Lifetime Citizen Portal Access — AI Briefings, Alerts & Unlimited Follows

Patel details recent fentanyl and cartel operations, credits interagency seizures; cites need for foreign and domestic focus

3217555 · May 8, 2025

Loading...

AI-Generated Content: All content on this page was generated by AI to highlight key points from the meeting. For complete details and context, we recommend watching the full video. so we can fix them.

Summary

FBI Director Kesh Patel highlighted recent seizures and enforcement actions against fentanyl traffickers and cartel figures, described expanded Southwest Border intelligence efforts, and urged an all‑of‑government push to target precursor chemicals and foreign production.

Director Kesh Patel told the House Appropriations Subcommittee the FBI and partners have made sizable narcotics seizures and arrests in recent months and described an expanded counter‑cartel posture that includes domestic field deployments and overseas actions.

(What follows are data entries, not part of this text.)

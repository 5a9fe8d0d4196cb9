//! P-256 (NIST secp256r1) Diffie-Hellman key agreement.
//!
//! The activation handshake (§4.C) needs a *static* device key pair (it is
//! reused between step 1 and step 2, unlike a one-shot ephemeral key), so
//! we work directly with `p256::SecretKey` rather than `EphemeralSecret`.

use p256::ecdh::diffie_hellman;
use p256::elliptic_curve::sec1::ToEncodedPoint;
use p256::{PublicKey, SecretKey};
use rand::RngCore;
use rand_core::OsRng;
use zeroize::{Zeroize, ZeroizeOnDrop};

use crate::error::CryptoError;

/// A device (or ephemeral) P-256 key pair. The secret half is zeroized on
/// drop; the public half is exposed in both SEC1-compressed and
/// uncompressed-raw form since different parts of the protocol want each.
#[derive(ZeroizeOnDrop)]
pub struct KeyPair {
    secret: SecretKey,
    #[zeroize(skip)]
    public: PublicKey,
}

impl KeyPair {
    pub fn generate() -> Self {
        let secret = SecretKey::random(&mut OsRng);
        let public = secret.public_key();
        Self { secret, public }
    }

    pub fn from_secret_bytes(bytes: &[u8]) -> Result<Self, CryptoError> {
        let secret = SecretKey::from_slice(bytes)
            .map_err(|e| CryptoError::InvalidKey(format!("bad P-256 scalar: {e}")))?;
        let public = secret.public_key();
        Ok(Self { secret, public })
    }

    pub fn public_key(&self) -> &PublicKey {
        &self.public
    }

    /// Raw 32-byte scalar, for persisting a *Pending* activation's
    /// ephemeral device key pair. Zeroized by the caller's own buffer
    /// management once no longer needed.
    pub fn to_secret_bytes(&self) -> Vec<u8> {
        self.secret.to_bytes().to_vec()
    }

    /// SEC1 compressed point (33 bytes) — used on the wire.
    pub fn public_compressed(&self) -> Vec<u8> {
        self.public.to_encoded_point(true).as_bytes().to_vec()
    }

    /// SEC1 uncompressed point minus the leading tag byte (64 bytes) —
    /// used as `device_pub_raw` input to the fingerprint hash (§4.C).
    pub fn public_raw_xy(&self) -> Vec<u8> {
        self.public.to_encoded_point(false).as_bytes()[1..].to_vec()
    }

    /// Raw ECDH shared secret (the full 32-byte x-coordinate). The
    /// protocol truncates this itself where it needs fewer bytes — see
    /// `derive_master_secret`.
    pub fn agree(&self, peer_public: &PublicKey) -> [u8; 32] {
        let shared = diffie_hellman(self.secret.to_nonzero_scalar(), peer_public.as_affine());
        let mut out = [0u8; 32];
        out.copy_from_slice(shared.raw_secret_bytes().as_slice());
        out
    }
}

/// Parse a SEC1 (compressed or uncompressed) P-256 public key.
pub fn public_key_from_bytes(bytes: &[u8]) -> Result<PublicKey, CryptoError> {
    PublicKey::from_sec1_bytes(bytes).map_err(|e| CryptoError::InvalidKey(format!("bad P-256 point: {e}")))
}

/// §4.C: "Derive master secret MS = ECDH(...) reduced to 16 bytes (leftmost)".
/// This is a direct truncation, not a hash — matches the wire protocol the
/// server expects.
pub fn derive_master_secret(shared_secret: &[u8; 32]) -> [u8; 16] {
    let mut ms = [0u8; 16];
    ms.copy_from_slice(&shared_secret[..16]);
    let mut full = *shared_secret;
    full.zeroize();
    ms
}

/// ECIES-like non-personalized envelope (§4.C step 1, custom activation
/// variant): a one-shot ephemeral P-256 key agrees with `recipient_public_key`,
/// the shared secret is reduced to 16 bytes exactly as `derive_master_secret`
/// does for the normal handshake, and `plaintext` is AES-CBC/PKCS7-encrypted
/// under a fresh random nonce. The nonce travels prefixed to the ciphertext;
/// the ephemeral public key is returned separately since the caller needs it
/// alongside the already-OTP-wrapped body, not folded into it.
pub fn ecies_encrypt(recipient_public_key: &PublicKey, plaintext: &[u8]) -> (Vec<u8>, Vec<u8>) {
    let ephemeral = KeyPair::generate();
    let shared = ephemeral.agree(recipient_public_key);
    let key = derive_master_secret(&shared);

    let mut nonce = [0u8; 16];
    OsRng.fill_bytes(&mut nonce);

    let mut envelope = nonce.to_vec();
    envelope.extend_from_slice(&crate::aes_cbc::encrypt(&key, &nonce, plaintext));
    (ephemeral.public_compressed(), envelope)
}

/// Inverse of [`ecies_encrypt`]: recover the plaintext given the recipient's
/// static secret and the envelope's ephemeral public key.
pub fn ecies_decrypt(
    recipient_secret: &SecretKey,
    ephemeral_public_key: &[u8],
    envelope: &[u8],
) -> Result<Vec<u8>, CryptoError> {
    if envelope.len() < 16 {
        return Err(CryptoError::AesDecrypt);
    }
    let ephemeral_pub = public_key_from_bytes(ephemeral_public_key)?;
    let shared_point = diffie_hellman(recipient_secret.to_nonzero_scalar(), ephemeral_pub.as_affine());
    let mut shared = [0u8; 32];
    shared.copy_from_slice(shared_point.raw_secret_bytes().as_slice());
    let key = derive_master_secret(&shared);

    let (nonce, ciphertext) = envelope.split_at(16);
    let mut nonce_arr = [0u8; 16];
    nonce_arr.copy_from_slice(nonce);
    crate::aes_cbc::decrypt(&key, &nonce_arr, ciphertext)
}

#[cfg(test)]
mod tests {
    use super::*;

    #[test]
    fn ecies_roundtrips() {
        let recipient = SecretKey::random(&mut OsRng);
        let (ephemeral_public_key, envelope) =
            ecies_encrypt(&recipient.public_key(), b"custom activation body");
        let plaintext = ecies_decrypt(&recipient, &ephemeral_public_key, &envelope).unwrap();
        assert_eq!(plaintext, b"custom activation body");
    }

    #[test]
    fn ecies_envelope_differs_by_recipient() {
        let a = SecretKey::random(&mut OsRng);
        let b = SecretKey::random(&mut OsRng);
        let (ephemeral_public_key, envelope) = ecies_encrypt(&a.public_key(), b"body");
        assert!(ecies_decrypt(&b, &ephemeral_public_key, &envelope).is_err());
    }

    #[test]
    fn agreement_is_symmetric() {
        let a = KeyPair::generate();
        let b = KeyPair::generate();
        let sa = a.agree(b.public_key());
        let sb = b.agree(a.public_key());
        assert_eq!(sa, sb);
    }

    #[test]
    fn fixed_scalars_round_trip_through_sec1() {
        // Deterministic scalars, matching SC1's seeded device/server keys.
        let mut dev_scalar = [0u8; 32];
        dev_scalar[31] = 0x01;
        let mut srv_scalar = [0u8; 32];
        srv_scalar[31] = 0x02;

        let device = KeyPair::from_secret_bytes(&dev_scalar).unwrap();
        let server = KeyPair::from_secret_bytes(&srv_scalar).unwrap();

        let compressed = device.public_compressed();
        let parsed = public_key_from_bytes(&compressed).unwrap();
        assert_eq!(parsed, *device.public_key());

        let shared = device.agree(server.public_key());
        let ms = derive_master_secret(&shared);
        assert_eq!(ms.len(), 16);
        assert_eq!(server.agree(device.public_key()), shared);
    }
}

Patel described multiple recent operations and statistics during his opening remarks and in response to members' questions. He said FBI operations had seized 6 kilograms of fentanyl in Kentucky in a recent case that "constitutes an amount of fentanyl that can kill half a million Americans" and that over the last three months the FBI had seized about 840 kilograms of fentanyl in total. He also said the FBI, working with Department of Homeland Security and Department of Defense partners, had seized 44,000 pounds of illicit narcotics in an operation off the coast of Florida.

The director credited interagency regional efforts such as the Southwest Border Intelligence Center and the Counter Cartel Coordination Center for stepped‑up interdiction and described extradition efforts: since taking office he said the FBI had participated in multiple extraditions of Mexican cartel figures to face U.S. prosecution.

Patel emphasized the international dimension of the crisis, saying the bureau is focusing on precursor chemical production and shipments originating in Mainland China and on trafficking routes through Canada and Mexico. "If you stop that and you stop the shipments going to our allied nations, such as Canada and Mexico and South America, then you stop their ability, the cartel's ability, to make fentanyl," he said.

Members from border and inland districts sought specifics on staffing and task force support for high‑intensity drug trafficking areas. Patel said every state would receive additional agents or analysts as part of the field‑redistribution plan and that, if appropriations permit, Texas would receive about 85 additional FBI personnel to cover major cities and resident agencies.

The hearing included no formal enforcement actions; the session was an oversight hearing. Members said they would continue to review the bureau's written material and follow up on interagency coordination, extraditions and supply‑chain interdiction plans.

No new legal authorities were proposed during the hearing; the director urged Congress and interagency partners to sustain funding and diplomatic effort to target foreign precursor production and shipping.